This is an experiment in collecting instagram data to gather insights about London. One inspiration was from http://www.datascopeanalytics.com/blog/instagrams-blind-spot/, but I am also hoping to learn about what people are taking photos of, plus a bit of image analysis (colors of instagram viz comes to mind), and maybe eventually playing with doing some sort of image recognition with neural networks (if I ever get that far 😅)

Anyways, what I've done is to call the media_search api endpoint to scrape photos from London -- instagram only seems to let you call 20 photos for this, so what I've done is to split up greater london into a grid of latlng pairs and hoover up stuff per grid. Obviously new photos are added all the time so to get the most out of it I set up a AWS lambda function that runs every hour to pick up new stuff. 
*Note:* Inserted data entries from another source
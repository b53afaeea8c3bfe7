//! Translate a parsed Fluent Bit configuration into Rotel settings

use crate::config::FluentBitConfig;
use crate::environment::store::{EnvError, EnvStore};
use crate::environment::vars;

/// Printed when no exporter is configured
pub const EXPORTER_FALLBACK_WARNING: &str =
    "Rotel exporters have not been configured, defaulting to blackhole";

/// Outcome of [`synthesize`]
#[derive(Debug, Clone, Copy, Default, PartialEq, Eq)]
pub struct Synthesis {
    /// `ROTEL_EXPORTER` was set to the blackhole exporter
    pub exporter_fallback: bool,
}

/// Write the Rotel environment derived from `config` into `env`.
///
/// Existing resource attributes are appended after the parsed ones so they
/// keep precedence in Rotel. When no exporter is configured at all, the
/// blackhole exporter is selected so Rotel does not exit on startup; the
/// caller is expected to surface [`EXPORTER_FALLBACK_WARNING`] in that case.
pub fn synthesize<E: EnvStore + ?Sized>(
    config: &FluentBitConfig,
    env: &mut E,
) -> Result<Synthesis, EnvError> {
    if !config.receiver_endpoint.is_empty() {
        env.set(vars::FLUENT_RECEIVER_ENDPOINT, &config.receiver_endpoint)?;
    }

    if !config.receiver_socket.is_empty() {
        env.set(vars::FLUENT_RECEIVER_SOCKET, &config.receiver_socket)?;
    }

    if !config.resource_attributes.is_empty() {
        let value = match env.get_non_empty(vars::RESOURCE_ATTRIBUTES) {
            Some(existing) => format!("{},{}", config.resource_attributes, existing),
            None => config.resource_attributes.clone(),
        };
        env.set(vars::RESOURCE_ATTRIBUTES, &value)?;
    }

    env.set(vars::RECEIVERS, vars::RECEIVERS_VALUE)?;

    let exporter_configured = env.get_non_empty(vars::EXPORTER).is_some()
        || env.get_non_empty(vars::EXPORTERS).is_some()
        || env.get_non_empty(vars::OTLP_EXPORTER_ENDPOINT).is_some();
    if !exporter_configured {
        env.set(vars::EXPORTER, vars::FALLBACK_EXPORTER)?;
    }

    Ok(Synthesis {
        exporter_fallback: !exporter_configured,
    })
}
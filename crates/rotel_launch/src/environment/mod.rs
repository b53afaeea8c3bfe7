//! Environment access and Rotel environment synthesis

mod store;
mod synthesizer;
pub mod vars;

pub use store::*;
pub use synthesizer::*;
Obviously there will be duplications but I've imported all the files into a mongoDB with a unique index on the photo id to get unique posts

The lambda and the parser is in nodejs since that's what I know most, but python comes with some handy tools (including scikit learn and notebooks...) so handing over to python for this bit...


In [2]:
import numpy as np
import pandas as pd
import pymongo
from pymongo import MongoClient
client = MongoClient()

In [4]:
from pprint import pprint

In [7]:
from bson.son import SON #needs sorting so...

In [3]:
#db setup-- the posts collection is the only one for stashing everything returned from that api endpoint
db = client.instagramLondon
coll = db.posts

In [13]:
#here's what one record looks like
pprint(coll.find_one())

{'_id': ObjectId('57c46f2e4f084b83079167ac'),
 'attribution': None,
 'caption': {'created_time': '1472338156',
             'from': {'full_name': 'Carlos Pinto @ London-Lisbon',
                      'id': '245152137',
                      'profile_picture': 'https://scontent.cdninstagram.com/t51.2885-19/10932399_451400081695046_252473917_a.jpg',
                      'username': 'carlosmpinto10'},
             'id': '17862561217003381',
             'text': 'Category is "west London realness"! Thank you for coming '
                     'and eating all my Portuguese saussages!!'},
 'comments': {'count': 0},
 'created_time': '1472338156',
 'filter': 'Normal',
 'id': '1326391051846276361_245152137',
 'images': {'low_resolution': {'height': 320,
                               'url': 'https://scontent.cdninstagram.com/t51.2885-15/s320x320/e35/14031729_1508980895794743_1117711764_n.jpg?ig_cache_key=MTMyNjM5MTA1MTg0NjI3NjM2MQ%3D%3D.2.l',
                               'width': 320},
      

Some fields of interest here-- 
* tags (array) -- what are people talking about?
* timestamp -- it's stored as a ISODate -- this is done in the parser from 'created_time'
* images -- the url link to, would be really useful for color analysis
* location -- for mapping, obviously 😄

In [11]:
#some basic stats about the collection so far
print('number of records: {}'.format(coll.count()))

number of records: 49200


In [12]:
#what are the top tags?
pipeline = [ 
    {"$unwind": "$tags"}, 
    {"$group": {"_id": "$tags", "count": { "$sum": 1 }}}, 
    {"$sort" : SON({ "count" : -1}) }, 
    {"$limit": 20}]
aggCursor = db.posts.aggregate(pipeline)
toptags = list(aggCursor)
toptags

[{'_id': 'london', 'count': 12907},
 {'_id': 'uk', 'count': 1970},
 {'_id': 'travel', 'count': 1621},
 {'_id': 'love', 'count': 1455},
 {'_id': 'nottinghillcarnival', 'count': 1403},
 {'_id': 'londonlife', 'count': 1306},
 {'_id': 'carnival', 'count': 1262},
 {'_id': 'summer', 'count': 1253},
 {'_id': 'nottinghill', 'count': 1196},
 {'_id': 'england', 'count': 1163},
 {'_id': 'instagood', 'count': 1162},
 {'_id': 'bankholiday', 'count': 1124},
 {'_id': 'art', 'count': 991},
 {'_id': 'photooftheday', 'count': 894},
 {'_id': 'architecture', 'count': 816},
 {'_id': 'thisislondon', 'count': 798},
 {'_id': 'photography', 'count': 783},
 {'_id': 'fashion', 'count': 746},
 {'_id': 'picoftheday', 'count': 721},
 {'_id': 'instadaily', 'count': 708}]

unsurprisingly, london comes top as a tag...
However, there are some that I expect to be more 'seasonal'. e.g nottinghillcarnival (27-28 Aug 2016), bankholiday (29-8-2016)
It would also be interesting to see which locations have a higher density of tags e.g. west end with 'theatre' maybe? Or 'bigben' around Westminster?

In [18]:
#min date:
list(db.posts.find().sort("timestamp", pymongo.ASCENDING).limit(1))[0]['timestamp']

datetime.datetime(2016, 8, 19, 15, 42, 48)

In [19]:
#max date so far:
list(db.posts.find().sort("timestamp", pymongo.DESCENDING).limit(1))[0]['timestamp']

datetime.datetime(2016, 8, 29, 16, 54, 58)